#### [Your goal]
In the entries below, find the line with "anyhow::ensure!(cfg.tick_hz > 0.0" and print exactly every line from there up to and including the line with "if cfg.segment_length >", with no other lines.

(Collected data entries)
┄┄┄┄┄┄┄┄┄┄

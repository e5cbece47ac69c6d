use anyhow::Result;
use tracing::warn;

use crate::config::MissionConfig;
use crate::plan::ParsedPlan;

pub fn check_config(cfg: &MissionConfig) -> Result<()> {
    anyhow::ensure!(cfg.waypoint_threshold > 0.0, "mission.waypoint_threshold must be > 0");
    anyhow::ensure!(cfg.turn_radius > 0.0, "mission.turn_radius must be > 0");
    anyhow::ensure!(cfg.segment_length > 0.0, "mission.segment_length must be > 0");
    anyhow::ensure!(cfg.hover_minimum_distance >= 0.0, "mission.hover_minimum_distance must be >= 0");
    anyhow::ensure!(
        cfg.hover_maximum_distance >= cfg.hover_minimum_distance,
        "mission.hover_maximum_distance below hover_minimum_distance"
    );
    anyhow::ensure!(cfg.hover_maximum_speed > 0.0, "mission.hover_maximum_speed must be > 0");
    if let Some(speed) = cfg.default_speed {
        anyhow::ensure!(speed > 0.0, "mission.default_speed must be > 0");
    }
    anyhow::ensure!(cfg.planner_timeout_ms >= 100, "mission.planner_timeout_ms too small");
    anyhow::ensure!(cfg.tick_hz > 0.0 && cfg.tick_hz <= 100.0, "mission.tick_hz should be in (0, 100]");
    if cfg.segment_length > cfg.turn_radius {
        warn!("doctor: segment_length {} exceeds turn_radius {}, transits will be coarse", cfg.segment_length, cfg.turn_radius);
    }
    Ok(())
}

pub fn check_plan(plan: &ParsedPlan) -> Result<()> {
    anyhow::ensure!(!plan.objectives.is_empty(), "plan has no survey_line or area objectives");
    if let Some(speed) = plan.default_speed {
        anyhow::ensure!(speed > 0.0, "plan DEFAULT_PARAMETERS.defaultspeed_ms must be > 0");
    }
    Ok(())
}
impl MissionStateMachine {
    pub fn new(
        config: MissionConfig,
        telemetry: TelemetryCache,
        planner: Arc<dyn PathPlanner>,
        path_follow: Box<dyn GoalClient<PathFollowGoal>>,
        hover: Box<dyn GoalClient<HoverGoal>>,
        status: Box<dyn StatusSink>,
    ) -> Self {
        Self {
            store: MissionStore::new(),
            config: config.normalized(),
            mode: BehaviorMode::Idle,
            helm: HelmMode::default(),
            active_goal: None,
            next_goal_id: 1,
            arrival_pending: false,
            telemetry,
            planner,
            path_follow,
            hover,
            status,
        }
    }

    pub fn mode(&self) -> BehaviorMode {
        self.mode
    }

    pub fn helm_mode(&self) -> HelmMode {
        self.helm
    }

    pub fn cursor(&self) -> Option<usize> {
        self.store.cursor()
    }

    pub fn store(&self) -> &MissionStore {
        &self.store
    }

    pub fn config(&self) -> &MissionConfig {
        &self.config
    }

    pub fn active_goal(&self) -> Option<GoalHandle> {
        self.active_goal
    }

    pub fn set_helm_mode(&mut self, helm: HelmMode) {
        if helm != self.helm {
            info!("mission: helm mode {:?} -> {:?}", self.helm, helm);
            self.helm = helm;
        }
    }

    pub fn reconfigure(&mut self, update: ConfigUpdate) {
        self.config.apply(update);
        debug!("mission: config now {:?}", self.config);
    }

    pub fn load_plan(&mut self, plan: ParsedPlan) {
        self.set_mission(plan.objectives, plan.default_speed);
    }

    /// Swaps in a new objective list. Any outstanding goal is cancelled and
    /// the machine restarts from `PreMission`, or `Idle` when empty.
    pub fn set_mission(&mut self, objectives: Vec<NavObjective>, default_speed: Option<f64>) {
        self.cancel_active_goal();
        self.arrival_pending = false;
        if let Some(speed) = default_speed {
            self.config.default_speed = Some(speed);
        }
        let count = objectives.len();
        self.store.set_mission(objectives);
        info!("mission: {} nav objectives", count);
        self.set_mode(if count > 0 { BehaviorMode::PreMission } else { BehaviorMode::Idle });
    }

    pub fn clear_mission(&mut self) {
        self.set_mission(Vec::new(), None);
    }

    /// One periodic decision cycle. Never fails; problems are logged and the
    /// next tick tries again.
    pub async fn tick(&mut self) {
        if self.helm == HelmMode::Autonomous {
            if let Err(e) = self.step_autonomous().await {
                warn!("mission: {} (staying in {})", e, self.mode);
            }
        }

        if self.store.cursor().is_none() && !self.store.is_empty() {
            // lazy first selection, mode untouched
            if let Err(e) = self.select(0) {
                warn!("mission: initial selection failed: {}", e);
            }
        }

        self.status.publish(StatusEvent::Heartbeat {
            state: self.mode.as_str().to_string(),
            ts_unix_ms: (time::OffsetDateTime::now_utc().unix_timestamp_nanos() / 1_000_000) as i64,
        });
    }

    pub async fn handle_command_line(&mut self, line: &str) -> Result<(), MissionError> {
        let cmd: Command = line.parse()?;
        self.execute(cmd).await
    }

    /// Runs an operator command.
    ///
    /// Parsing, index, telemetry and planner errors leave everything as it
    /// was. A command that dispatches a goal cancels the outstanding one
    /// first; if the new send then fails, the mode, cursor and mission are
    /// unchanged but no goal is outstanding. The next command (or, in
    /// `PreMission`/`LineEnd`/`Transit`, the next tick) dispatches again.
    pub async fn execute(&mut self, cmd: Command) -> Result<(), MissionError> {
        info!("mission: command {}", cmd.verb());
        match cmd {
            Command::GotoLine(index) => {
                let objective = self.store.objective_at(index)?.clone();
                self.dispatch_path(objective.waypoints().to_vec())?;
                self.arrival_pending = false;
                self.select(index)?;
                self.set_mode(BehaviorMode::LineFollowing);
            }
            Command::StartLine(index) => {
                let objective = self.store.objective_at(index)?.clone();
                let vehicle = self.telemetry.snapshot();
                let approach = geodesy::bearing_deg(objective.start(), objective.aim());
                let req = self.transit_request(&vehicle, objective.start(), approach)?;
                let path = request_transit(self.planner.clone(), req, self.config.planner_timeout()).await?;
                self.dispatch_path(path)?;
                self.arrival_pending = false;
                self.select(index)?;
                self.set_mode(BehaviorMode::Transit);
            }
            Command::Goto(target) => {
                let vehicle = self.telemetry.snapshot();
                let position = vehicle.point().ok_or(MissionError::TelemetryUnavailable("position"))?;
                let heading_to_point = geodesy::bearing_deg(position, target);
                let req = self.transit_request(&vehicle, target, heading_to_point)?;
                let path = request_transit(self.planner.clone(), req, self.config.planner_timeout()).await?;
                self.dispatch_path(path)?;
                self.arrival_pending = false;
                self.set_mode(BehaviorMode::Transit);
            }
            Command::Hover(target) => {
                self.dispatch_hover(target)?;
                self.arrival_pending = false;
                self.set_mode(BehaviorMode::Hover);
            }
            Command::ClearMission => self.clear_mission(),
        }
        Ok(())
    }

    /// Terminal outcome of a dispatched goal. Outcomes for goals that were
    /// superseded or cancelled are ignored.
    pub fn on_goal_done(&mut self, handle: GoalHandle, outcome: GoalOutcome) -> Result<(), MissionError> {
        if self.active_goal != Some(handle) {
            debug!("mission: ignoring {:?} for stale {:?} goal #{}", outcome, handle.kind, handle.id);
            return Ok(());
        }
        self.active_goal = None;

        match outcome {
            GoalOutcome::Preempted => {
                info!("mission: {:?} goal #{} preempted", handle.kind, handle.id);
                return Ok(());
            }
            GoalOutcome::Aborted => warn!("mission: {:?} goal #{} aborted, treating as done", handle.kind, handle.id),
            GoalOutcome::Succeeded => info!("mission: {:?} goal #{} done", handle.kind, handle.id),
        }

        match (handle.kind, self.mode) {
            (GoalKind::PathFollow, BehaviorMode::LineFollowing) => {
                self.set_mode(BehaviorMode::LineEnd);
                Ok(())
            }
            (GoalKind::PathFollow, BehaviorMode::Transit) => self.arrive(),
            (GoalKind::PathFollow, BehaviorMode::AreaSurvey) => {
                info!("mission: area outline driven, survey continues until commanded");
                Ok(())
            }
            (GoalKind::Hover, BehaviorMode::Hover) => {
                info!("mission: hover goal ended, holding hover until commanded");
                Ok(())
            }
            (kind, mode) => {
                debug!("mission: {:?} goal finished in {}, nothing to do", kind, mode);
                Ok(())
            }
        }
    }

    async fn step_autonomous(&mut self) -> Result<(), MissionError> {
        match self.mode {
            BehaviorMode::PreMission | BehaviorMode::LineEnd => self.begin_next_objective().await,
            BehaviorMode::Transit if self.arrival_pending && self.active_goal.is_none() => self.arrive(),
            _ => Ok(()),
        }
    }

    /// Picks the next objective and either transits to it or starts it.
    ///
    /// The cursor only moves once the transition has gone through, so a
    /// failed attempt is repeated on the next tick instead of skipping.
    async fn begin_next_objective(&mut self) -> Result<(), MissionError> {
        let vehicle = self.telemetry.snapshot();
        let Some(position) = vehicle.point() else {
            return Ok(());
        };

        let index = match (self.mode, self.store.cursor()) {
            // nothing run yet: start at the lazily selected objective
            (BehaviorMode::PreMission, Some(i)) => i,
            _ => self.store.next_index()?,
        };
        let objective = self.store.objective_at(index)?.clone();

        let distance = geodesy::distance_m(position, objective.start());
        if distance > self.config.waypoint_threshold {
            debug!("mission: objective {} start is {:.1} m away, planning transit", index, distance);
            let approach = geodesy::bearing_deg(objective.start(), objective.aim());
            let req = self.transit_request(&vehicle, objective.start(), approach)?;
            let path = request_transit(self.planner.clone(), req, self.config.planner_timeout()).await?;
            self.dispatch_path(path)?;
            self.select(index)?;
            self.set_mode(BehaviorMode::Transit);
        } else {
            self.run_objective(&objective, false)?;
            self.select(index)?;
        }
        Ok(())
    }

    /// Transit done: start the current objective, or fall back when there
    /// is none (a free `goto` with no mission loaded).
    fn arrive(&mut self) -> Result<(), MissionError> {
        let Some(objective) = self.store.current().map(|(_, o)| o.clone()) else {
            self.arrival_pending = false;
            let next = if self.store.is_empty() { BehaviorMode::Idle } else { BehaviorMode::PreMission };
            self.set_mode(next);
            return Ok(());
        };
        self.arrival_pending = true;
        self.run_objective(&objective, true)?;
        self.arrival_pending = false;
        Ok(())
    }

    /// Starts `objective` from where the vehicle is. An area reached by a
    /// transit also gets its outline sent as a path; one started in place is
    /// only announced.
    fn run_objective(&mut self, objective: &NavObjective, after_transit: bool) -> Result<(), MissionError> {
        match objective.kind() {
            ObjectiveKind::Line => {
                self.dispatch_path(objective.waypoints().to_vec())?;
                self.set_mode(BehaviorMode::LineFollowing);
            }
            ObjectiveKind::Area => {
                if after_transit {
                    self.dispatch_path(objective.waypoints().to_vec())?;
                }
                self.status.publish(StatusEvent::SurveyArea { polygon: objective.waypoints().to_vec() });
                if let Some(speed) = self.config.default_speed {
                    self.status.publish(StatusEvent::CurrentSpeed { speed });
                }
                self.set_mode(BehaviorMode::AreaSurvey);
            }
        }
        Ok(())
    }

    fn transit_request(
        &self,
        vehicle: &VehicleState,
        target: GeoPoint,
        target_heading_deg: f64,
    ) -> Result<TransitRequest, MissionError> {
        let start = vehicle.point().ok_or(MissionError::TelemetryUnavailable("position"))?;
        let start_heading_deg = vehicle.bearing_deg().ok_or(MissionError::TelemetryUnavailable("heading"))?;
        Ok(TransitRequest {
            start,
            start_heading_deg,
            target,
            target_heading_deg,
            radius_m: self.config.turn_radius,
            sampling_interval_m: self.config.segment_length,
        })
    }

    fn select(&mut self, index: usize) -> Result<(), MissionError> {
        self.store.set_cursor(index)?;
        info!("mission: nav objective index {}", index);
        self.status.publish(StatusEvent::CurrentObjective { index });
        Ok(())
    }

    fn set_mode(&mut self, next: BehaviorMode) {
        if next == self.mode {
            return;
        }
        if self.mode == BehaviorMode::Hover && self.active_kind() == Some(GoalKind::Hover) {
            self.cancel_active_goal();
        }
        info!("mission: {} -> {}", self.mode, next);
        self.mode = next;
    }

    /// Sends a path goal, cancelling whatever goal is outstanding first.
    fn dispatch_path(&mut self, path: Vec<GeoPoint>) -> Result<GoalHandle, MissionError> {
        self.cancel_active_goal();
        let handle = self.next_handle(GoalKind::PathFollow);
        let goal = PathFollowGoal { path, speed: self.config.default_speed };
        info!(
            "mission: path goal #{} ({} points, speed={:?})",
            handle.id,
            goal.path.len(),
            goal.speed
        );
        self.path_follow.send(handle, goal)?;
        self.active_goal = Some(handle);
        Ok(handle)
    }

    fn dispatch_hover(&mut self, target: GeoPoint) -> Result<GoalHandle, MissionError> {
        self.cancel_active_goal();
        let handle = self.next_handle(GoalKind::Hover);
        let goal = HoverGoal {
            target,
            minimum_distance: self.config.hover_minimum_distance,
            maximum_distance: self.config.hover_maximum_distance,
            maximum_speed: self.config.hover_maximum_speed,
        };
        info!("mission: hover goal #{} at ({:.6}, {:.6})", handle.id, target.lat, target.lon);
        self.hover.send(handle, goal)?;
        self.active_goal = Some(handle);
        Ok(handle)
    }

    fn cancel_active_goal(&mut self) {
        let Some(handle) = self.active_goal.take() else {
            return;
        };
        let res = match handle.kind {
            GoalKind::PathFollow => self.path_follow.cancel(handle),
            GoalKind::Hover => self.hover.cancel(handle),
        };
        match res {
            Ok(()) => debug!("mission: cancelled {:?} goal #{}", handle.kind, handle.id),
            Err(e) => warn!("mission: cancel of goal #{} failed: {}", handle.id, e),
        }
    }

    fn active_kind(&self) -> Option<GoalKind> {
        self.active_goal.map(|h| h.kind)
    }

    fn next_handle(&mut self, kind: GoalKind) -> GoalHandle {
        let id = self.next_goal_id;
        self.next_goal_id += 1;
        GoalHandle { kind, id }
    }
}
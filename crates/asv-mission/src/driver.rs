//! Single-owner event loop around [`MissionStateMachine`].
//!
//! Ticks, commands, goal outcomes and plan updates all funnel into one
//! queue; the task that owns the machine handles them one at a time.

use std::time::Duration;

use asv_proto::goal::{GoalHandle, GoalOutcome};
use tokio::sync::{mpsc, watch};
use tokio::time::{interval, MissedTickBehavior};
use tracing::{debug, info, warn};

use crate::config::ConfigUpdate;
use crate::machine::{HelmMode, MissionStateMachine};
use crate::plan::ParsedPlan;

#[derive(Debug, Clone)]
pub enum MissionEvent {
    Plan(ParsedPlan),
    ClearMission,
    /// Raw operator command line, parsed by the machine.
    Command(String),
    HelmMode(HelmMode),
    GoalDone { handle: GoalHandle, outcome: GoalOutcome },
    Reconfigure(ConfigUpdate),
}

/// Cloneable sender side. Posting after the driver stopped is a no-op that
/// returns `false`.
#[derive(Debug, Clone)]
pub struct DriverHandle {
    tx: mpsc::UnboundedSender<MissionEvent>,
}

impl DriverHandle {
    pub fn post(&self, ev: MissionEvent) -> bool {
        self.tx.send(ev).is_ok()
    }

    pub fn command(&self, line: impl Into<String>) -> bool {
        self.post(MissionEvent::Command(line.into()))
    }

    pub fn goal_done(&self, handle: GoalHandle, outcome: GoalOutcome) -> bool {
        self.post(MissionEvent::GoalDone { handle, outcome })
    }

    pub fn helm_mode(&self, helm: HelmMode) -> bool {
        self.post(MissionEvent::HelmMode(helm))
    }
}

pub struct MissionDriver {
    machine: MissionStateMachine,
    rx: mpsc::UnboundedReceiver<MissionEvent>,
    tick_period: Duration,
}

impl MissionDriver {
    pub fn new(machine: MissionStateMachine) -> (Self, DriverHandle) {
        let tick_period = machine.config().tick_period();
        let (tx, rx) = mpsc::unbounded_channel();
        (Self { machine, rx, tick_period }, DriverHandle { tx })
    }

    /// Runs until `shutdown` flips to true or every handle is dropped, then
    /// hands the machine back.
    pub async fn run(mut self, mut shutdown: watch::Receiver<bool>) -> MissionStateMachine {
        let mut ticker = interval(self.tick_period);
        ticker.set_missed_tick_behavior(MissedTickBehavior::Skip);
        info!("driver: running at {:?} per tick", self.tick_period);

        loop {
            tokio::select! {
                changed = shutdown.changed() => {
                    if changed.is_err() || *shutdown.borrow() {
                        info!("driver: shutting down");
                        break;
                    }
                }
                ev = self.rx.recv() => {
                    let Some(ev) = ev else {
                        info!("driver: all handles dropped, stopping");
                        break;
                    };
                    self.handle(ev).await;
                }
                _ = ticker.tick() => {
                    self.machine.tick().await;
                }
            }
        }
        self.machine
    }

    async fn handle(&mut self, ev: MissionEvent) {
        match ev {
            MissionEvent::Plan(plan) => self.machine.load_plan(plan),
            MissionEvent::ClearMission => self.machine.clear_mission(),
            MissionEvent::Command(line) => {
                if let Err(e) = self.machine.handle_command_line(&line).await {
                    warn!("driver: command '{}' rejected: {}", line.trim(), e);
                }
            }
            MissionEvent::HelmMode(helm) => self.machine.set_helm_mode(helm),
            MissionEvent::GoalDone { handle, outcome } => {
                debug!("driver: {:?} goal #{} -> {:?}", handle.kind, handle.id, outcome);
                if let Err(e) = self.machine.on_goal_done(handle, outcome) {
                    warn!("driver: follow-on after goal #{} failed: {}", handle.id, e);
                }
            }
            MissionEvent::Reconfigure(update) => self.machine.reconfigure(update),
        }
    }
}
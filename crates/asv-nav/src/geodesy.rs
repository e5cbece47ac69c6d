//! Distance and bearing between geographic points on a spherical earth.
//!
//! Accurate to well under a metre over the few-kilometre spans a survey
//! mission covers, which is all the mission core asks of it.

use asv_proto::GeoPoint;

pub const EARTH_RADIUS_M: f64 = 6_371_000.0;

/// Great-circle distance in metres.
pub fn distance_m(a: GeoPoint, b: GeoPoint) -> f64 {
    let dlat = (b.lat - a.lat).to_radians();
    let dlon = (b.lon - a.lon).to_radians();
    let h = (dlat / 2.0).sin().powi(2)
        + a.lat.to_radians().cos() * b.lat.to_radians().cos() * (dlon / 2.0).sin().powi(2);
    let c = 2.0 * h.sqrt().atan2((1.0 - h).sqrt());
    EARTH_RADIUS_M * c
}

/// Initial compass bearing from `a` towards `b`, degrees in [0, 360).
pub fn bearing_deg(a: GeoPoint, b: GeoPoint) -> f64 {
    let lat1 = a.lat.to_radians();
    let lat2 = b.lat.to_radians();
    let dlon = (b.lon - a.lon).to_radians();
    let y = dlon.sin() * lat2.cos();
    let x = lat1.cos() * lat2.sin() - lat1.sin() * lat2.cos() * dlon.cos();
    y.atan2(x).to_degrees().rem_euclid(360.0)
}

/// Distance and bearing in one call, the shape a geodesic inverse returns.
pub fn inverse(a: GeoPoint, b: GeoPoint) -> (f64, f64) {
    (bearing_deg(a, b), distance_m(a, b))
}

/// Point a fraction `f` of the way from `a` to `b`.
///
/// Linear in lat/lon; fine for the short legs a transit is sampled into.
pub fn interpolate(a: GeoPoint, b: GeoPoint, f: f64) -> GeoPoint {
    GeoPoint {
        lat: a.lat + (b.lat - a.lat) * f,
        lon: a.lon + (b.lon - a.lon) * f,
    }
}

┄┄┄┄┄┄┄┄┄┄

#### [Response box]
    anyhow::ensure!(cfg.tick_hz > 0.0 && cfg.tick_hz <= 100.0, "mission.tick_hz should be in (0, 100]");
    if cfg.segment_length > cfg.turn_radius {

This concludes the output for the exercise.